Curfew-hit Kashmir on edge amid fears of fresh violence

Army-tension-prevails Indian paramilitary soldiers stand guard during the curfew in Srinagar | AP

Curfew continued in parts of Kashmir Valley on Monday amid fears of more violence. As many as 21 people have been killed in clashes with the police and paramilitary forces following the death of militant commander Burhan Wani last week.

Authorities have also suspended the annual Amarnath pilgrimage and tourists were made to leave the valley that appeared to be caught in a vicious cycle of deadly street protests and counter violence.

Police sources said fresh clashes broke out in many parts of the valley early on Monday as young men armed with rocks defied prohibitory orders and hurled stones at paramilitary pickets.

There were no reports of fresh deaths or injuries. But doctors at four tertiary hospitals in Srinagar said they were treating hundreds of civilians and policemen who were wounded, many critically, in the street violence since Friday evening.

The violence has already claimed the lives of 21 civilians and a police driver. Most deaths occurred during the clashes with security forces in Anantnag, Shopian, Kulgam and Pulwama districts of south Kashmir.

"The situation is under control. There were sporadic incidents of mob violence in Srinagar and parts of south Kashmir," a police spokesman said.

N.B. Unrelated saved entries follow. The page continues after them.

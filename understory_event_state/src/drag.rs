// Copyright 2025 the Understory Authors
// SPDX-License-Identifier: Apache-2.0 OR MIT

//! Drag state helper: tell taps from drags and track movement during a press.
//!
//! ## Usage
//!
//! 1) Start a press by calling [`DragState::start`] with the initial position.
//! 2) On each move event, call [`DragState::confirm`] to find out whether the
//!    press has moved far enough along its [`DragAxis`] to count as a drag.
//!    Once confirmed, it stays confirmed until the press ends.
//! 3) Optionally call [`DragState::update`] for the delta since the previous
//!    move, or [`DragState::total_offset`] for the offset from the anchor.
//! 4) End the press with [`DragState::end`] to reset state.
//!
//! A press that ends without ever being confirmed is a tap.
//!
//! ## Minimal example
//!
//! ```
//! use kurbo::Point;
//! use understory_event_state::drag::{DragAxis, DragState};
//!
//! let mut drag = DragState::new(DragAxis::Vertical, 8.0);
//!
//! drag.start(Point::new(10.0, 20.0));
//! assert!(drag.is_pressed());
//!
//! // Horizontal motion does not count on a vertical axis.
//! assert!(!drag.confirm(Point::new(60.0, 22.0)));
//!
//! // Move to (10, 30) - 10 units down, past the 8 unit slop.
//! assert!(drag.confirm(Point::new(10.0, 30.0)));
//! assert!(drag.is_confirmed());
//!
//! let total = drag.total_offset(Point::new(10.0, 30.0)).unwrap();
//! assert_eq!(total.y, 10.0);
//! ```

use kurbo::{Point, Vec2};

/// Axis along which press displacement is measured against the slop.
#[derive(Copy, Clone, Debug, Default, PartialEq, Eq)]
pub enum DragAxis {
    /// Only horizontal displacement counts.
    Horizontal,
    /// Only vertical displacement counts.
    Vertical,
    /// Euclidean displacement in any direction.
    #[default]
    Free,
}

impl DragAxis {
    /// Returns `true` if `offset` projected onto this axis is strictly longer
    /// than `threshold`.
    #[must_use]
    pub fn exceeds(self, offset: Vec2, threshold: f64) -> bool {
        match self {
            Self::Horizontal => offset.x.abs() > threshold,
            Self::Vertical => offset.y.abs() > threshold,
            Self::Free => offset.hypot2() > threshold * threshold,
        }
    }
}

/// Tracks a single press and whether it has become a drag.
#[derive(Debug, Clone, Default, Copy)]
pub struct DragState {
    /// Anchor position where the press started
    pub start_pos: Option<Point>,
    /// Last recorded pointer position during the press
    pub last_pos: Option<Point>,
    /// Axis used for the slop test
    pub axis: DragAxis,
    /// Slop distance that must be exceeded before the press is a drag
    pub threshold: f64,
    confirmed: bool,
}

impl DragState {
    /// Creates an idle drag state that measures slop along `axis`.
    #[must_use]
    pub fn new(axis: DragAxis, threshold: f64) -> Self {
        Self {
            start_pos: None,
            last_pos: None,
            axis,
            threshold,
            confirmed: false,
        }
    }

    /// Start tracking a new press from the given position.
    ///
    /// Any previous press is discarded; callers that must reject a second
    /// press check [`DragState::is_pressed`] first.
    pub fn start(&mut self, pos: Point) {
        self.start_pos = Some(pos);
        self.last_pos = Some(pos);
        self.confirmed = false;
    }

    /// Feed a move event and return whether the press is now a drag.
    ///
    /// Returns `false` when no press is active. Once the displacement from the
    /// anchor exceeds the threshold the press stays confirmed, even if the
    /// pointer comes back toward the anchor.
    pub fn confirm(&mut self, pos: Point) -> bool {
        let Some(start) = self.start_pos else {
            return false;
        };
        if !self.confirmed && self.axis.exceeds(pos - start, self.threshold) {
            self.confirmed = true;
        }
        self.last_pos = Some(pos);
        self.confirmed
    }

    /// Update the drag state with a new position, returning the movement delta since last update.
    pub fn update(&mut self, pos: Point) -> Option<Vec2> {
        if self.start_pos.is_some() {
            if let Some(last_pos) = self.last_pos {
                let delta = pos - last_pos;
                self.last_pos = Some(pos);
                Some(delta)
            } else {
                self.last_pos = Some(pos);
                None
            }
        } else {
            None
        }
    }

    /// Get total offset from the press anchor.
    pub fn total_offset(&self, current_pos: Point) -> Option<Vec2> {
        self.start_pos.map(|start_pos| current_pos - start_pos)
    }

    /// End the current press and reset state.
    ///
    /// Returns `true` if the press had been confirmed as a drag.
    pub fn end(&mut self) -> bool {
        let was_drag = self.start_pos.is_some() && self.confirmed;
        self.start_pos = None;
        self.last_pos = None;
        self.confirmed = false;
        was_drag
    }

    /// Returns `true` while a press is active, whether or not it is a drag yet.
    pub fn is_pressed(&self) -> bool {
        self.start_pos.is_some()
    }

    /// Returns `true` once the active press has moved past the slop.
    pub fn is_confirmed(&self) -> bool {
        self.start_pos.is_some() && self.confirmed
    }
}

At many places in Srinagar, hundreds of people gathered in mosques located in the interiors of the old city, shouting anti-India and pro-freedom slogans.

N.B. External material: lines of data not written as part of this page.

#[test]
fn orientation_switch_while_open_stays_open() {
    let mut d = drawer(DrawerConfig::default().with_initially_open(true));
    d.set_orientation(Orientation::Top);

    assert_eq!(d.orientation(), Orientation::Top);
    assert_eq!(d.location(), 0.0);
    assert!(d.is_open());
    assert_eq!(d.size(), 600.0);
    let surface = d.surface();
    assert_eq!(surface.edge(), Some(Orientation::Top));
    assert_eq!(surface.offset(), Some((Orientation::Top, 0.0)));
    assert_eq!(surface.extent(Axis::Vertical), Some(620.0));
    assert_eq!(
        d.listener().as_slice(),
        &[DrawerEvent::LocationChanged(0.0), DrawerEvent::Opened]
    );

    d.set_orientation(Orientation::Top);
    assert_eq!(d.listener().len(), 2);
    assert_eq!(d.surface().mounts(), 2);
}

#[test]
fn orientation_switch_mid_animation_settles_without_animating() {
    let mut d = drawer(DrawerConfig::default());
    d.open(true);
    run_frames_until(&mut d, 3);

    d.set_orientation(Orientation::Right);
    assert!(!d.is_animating());
    assert_eq!(d.location(), -100.0);
    assert_eq!(d.surface().offset(), Some((Orientation::Right, -100.0)));
    assert_eq!(d.listener().last(), Some(&DrawerEvent::Closed));
}

fn run_frames_until(drawer: &mut TestDrawer, frames: usize) {
    for _ in 0..frames {
        let now = drawer.frames_mut().next_frame().unwrap();
        drawer.on_frame(now);
    }
}

#[test]
fn invalid_orientation_name_keeps_previous_edge() {
    let mut d = drawer(DrawerConfig::default());
    let err = d.set_orientation_named("diagonal").unwrap_err();
    assert_eq!(err.name(), "diagonal");
    assert_eq!(d.orientation(), Orientation::Left);
    assert_eq!(d.surface().mounts(), 1);
    assert!(d.listener().is_empty());

    assert!(d.set_orientation_named("Bottom").is_ok());
    assert_eq!(d.orientation(), Orientation::Bottom);
}

#[test]
fn right_edge_measures_from_viewport_end() {
    let mut d = drawer(DrawerConfig::default().with_orientation(Orientation::Right));
    assert!(d.on_press_start(Point::new(795.0, 0.0)));
    assert!(d.on_press_move(Point::new(780.0, 0.0), 10));
    assert_eq!(d.location(), -90.0);
    assert_eq!(d.surface().offset(), Some((Orientation::Right, -90.0)));
}
/// An edge drawer driven by pointer gestures and programmatic commands.
///
/// The drawer owns three host ports:
///
/// - a [`Surface`] it mounts, sizes and moves,
/// - a [`FrameScheduler`] it asks for frames while animating,
/// - a [`DrawerListener`] it notifies of lifecycle changes.
///
/// Pointer input arrives through [`on_press_start`](Self::on_press_start),
/// [`on_press_move`](Self::on_press_move) and
/// [`on_press_end`](Self::on_press_end); frames arrive through
/// [`on_frame`](Self::on_frame). All timestamps are milliseconds on the
/// host's clock.
///
/// ```
/// use kurbo::{Point, Size};
/// use understory_drawer::{Drawer, DrawerConfig, DrawerEvent, HeadlessSurface};
/// use understory_timing::ManualFrames;
///
/// let surface = HeadlessSurface::new(Size::new(800.0, 600.0), Size::new(100.0, 600.0));
/// let mut drawer = Drawer::new(
///     DrawerConfig::default(),
///     surface,
///     ManualFrames::new(16),
///     Vec::<DrawerEvent>::new(),
/// )
/// .unwrap();
/// assert_eq!(drawer.location(), -100.0);
///
/// // A tap on the handle toggles the drawer open.
/// drawer.on_press_start(Point::new(10.0, 300.0));
/// drawer.on_press_end(40);
/// while let Some(now) = drawer.frames_mut().next_frame() {
///     drawer.on_frame(now);
/// }
///
/// assert!(drawer.is_open());
/// assert_eq!(drawer.listener().last(), Some(&DrawerEvent::Opened));
/// ```
#[derive(Debug)]
pub struct Drawer<S, F, L> {
    config: DrawerConfig,
    geometry: Geometry,
    gesture: GestureTracker,
    animator: PositionAnimator,
    surface: S,
    frames: F,
    listener: L,
    frame_pending: bool,
}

For the first time since the late 1980s and mid-1990s when separatist sentiments were at its peak, pro-freedom songs were played on mosque loudspeakers, asking people to join the mass protests.

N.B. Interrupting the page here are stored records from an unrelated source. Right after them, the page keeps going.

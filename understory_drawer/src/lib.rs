// Copyright 2025 the Understory Authors
// SPDX-License-Identifier: Apache-2.0 OR MIT

// After you edit the crate's doc comment, run this command, then check README.md for any missing links
// cargo rdme --workspace-project=understory_drawer --heading-base-level=0

//! Understory Drawer: a headless edge drawer driven by tap, drag and fling gestures.
//!
//! A drawer is a panel anchored to one edge of a viewport. A thin handle
//! ("bar") stays visible when it is closed. Tapping the handle toggles the
//! drawer, dragging it moves the panel one-to-one with the pointer, and
//! releasing a drag flings the panel open or closed at the speed of the drag.
//!
//! The crate is split along the same seams as the behavior:
//!
//! - [`GestureTracker`] turns press/move/release input into a
//!   [`ReleaseDecision`], using a time-windowed velocity estimate.
//! - [`PositionAnimator`] owns the location and the single active
//!   [`AnimationJob`], either eased over a fixed duration or linear at a fling
//!   velocity.
//! - [`Drawer`] wires both to three host ports: a [`Surface`] it positions, a
//!   [`FrameScheduler`](understory_timing::FrameScheduler) it asks for frames,
//!   and a [`DrawerListener`] it notifies.
//!
//! Locations run from `-size` (closed) to `0` (open) and are clamped to that
//! range at every step.
//!
//! It does **not** render, lay out, or normalize input events. Hosts map their
//! pointer events to [`Drawer::on_press_start`], [`Drawer::on_press_move`] and
//! [`Drawer::on_press_end`], deliver frames to [`Drawer::on_frame`], and
//! implement [`Surface`] on top of whatever they draw with.
//!
//! ## Minimal example
//!
//! ```rust
//! use kurbo::{Point, Size};
//! use understory_drawer::{Drawer, DrawerConfig, DrawerEvent, HeadlessSurface, Orientation};
//! use understory_timing::ManualFrames;
//!
//! let surface = HeadlessSurface::new(Size::new(800.0, 600.0), Size::new(800.0, 200.0));
//! let config = DrawerConfig::default()
//!     .with_orientation(Orientation::Bottom)
//!     .with_full_extent(true);
//! let listener: Vec<DrawerEvent> = Vec::new();
//! let mut drawer = Drawer::new(config, surface, ManualFrames::new(16), listener).unwrap();
//! assert_eq!(drawer.size(), 200.0);
//!
//! // Drag the handle up from the bottom edge and release quickly.
//! drawer.on_press_start(Point::new(400.0, 590.0));
//! for (i, y) in [560.0, 520.0, 480.0].into_iter().enumerate() {
//!     drawer.on_press_move(Point::new(400.0, y), 10 * (i as u64 + 1));
//! }
//! drawer.on_press_end(30);
//!
//! while let Some(now) = drawer.frames_mut().next_frame() {
//!     drawer.on_frame(now);
//! }
//! assert!(drawer.is_open());
//! assert_eq!(drawer.location(), 0.0);
//! assert_eq!(drawer.listener().last(), Some(&DrawerEvent::Opened));
//! ```
//!
//! ## Features
//!
//! - `std` (default): forwards to `kurbo/std`.
//! - `libm`: `no_std` float support through `kurbo/libm`.
//! - `serde`: `Serialize`/`Deserialize` for [`DrawerConfig`], [`Orientation`]
//!   and [`Axis`].
//!
//! This crate is `no_std` and uses `alloc`.

#![no_std]

extern crate alloc;

mod animator;
mod config;
mod drawer;
mod easing;
mod error;
mod events;
mod geometry;
mod gesture;
mod surface;

pub use animator::{AnimationJob, AnimationKind, Motion, PositionAnimator, Tick};
pub use config::DrawerConfig;
pub use drawer::{Drawer, DrawerDebugInfo, DrawerPhase};
pub use easing::Easing;
pub use error::{ConfigError, ParseOrientationError, UnknownEasing};
pub use events::{DrawerEvent, DrawerListener};
pub use geometry::{Axis, Geometry, Orientation};
pub use gesture::{GestureTracker, MIN_FLING_SAMPLES, PressMove, ReleaseDecision};
pub use surface::{HeadlessSurface, Surface};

The valley has been on the edge since Wani, 22, a new face of Kashmir’s separatist war, was killed with two of his associates by security forces in a south Kashmir village.

Four police stations, 36 civil administration offices and dozens of vehicles have been destroyed by unruly mobs in clashes over the weekend.

Three policemen, who were taken hostage by mobs in south Kashmir on Friday, returned safely on Sunday evening. However, their weapons were seized.

The embattled Chief Minister Mehbooba Mufti is facing a huge challenge of providing security to the thousands of Amarnath pilgrims stranded in various parts of the valley. The Amarnath Hindu cave shrine is located in south Kashmir where most civilian deaths have occurred.

An official told IANS that they would allow the pilgrims to move only after their safety was ensured.

On Sunday, a mob overran a bullet-proof police vehicle and rolled it down into the Jhelum river at Sangam in Anantnag, drowning its constable driver while other policemen fled the scene.

Authorities have curbed the movement of all senior separatist leaders including Syed Ali Shah Geelani and Mirwaiz Umar Farooq. They have been placed under house arrest.

Meanwhile, Jammu and Kashmir Liberation Front (JKLF) leader Yaseen Malik has been arrested and is lodged in a Srinagar lockup.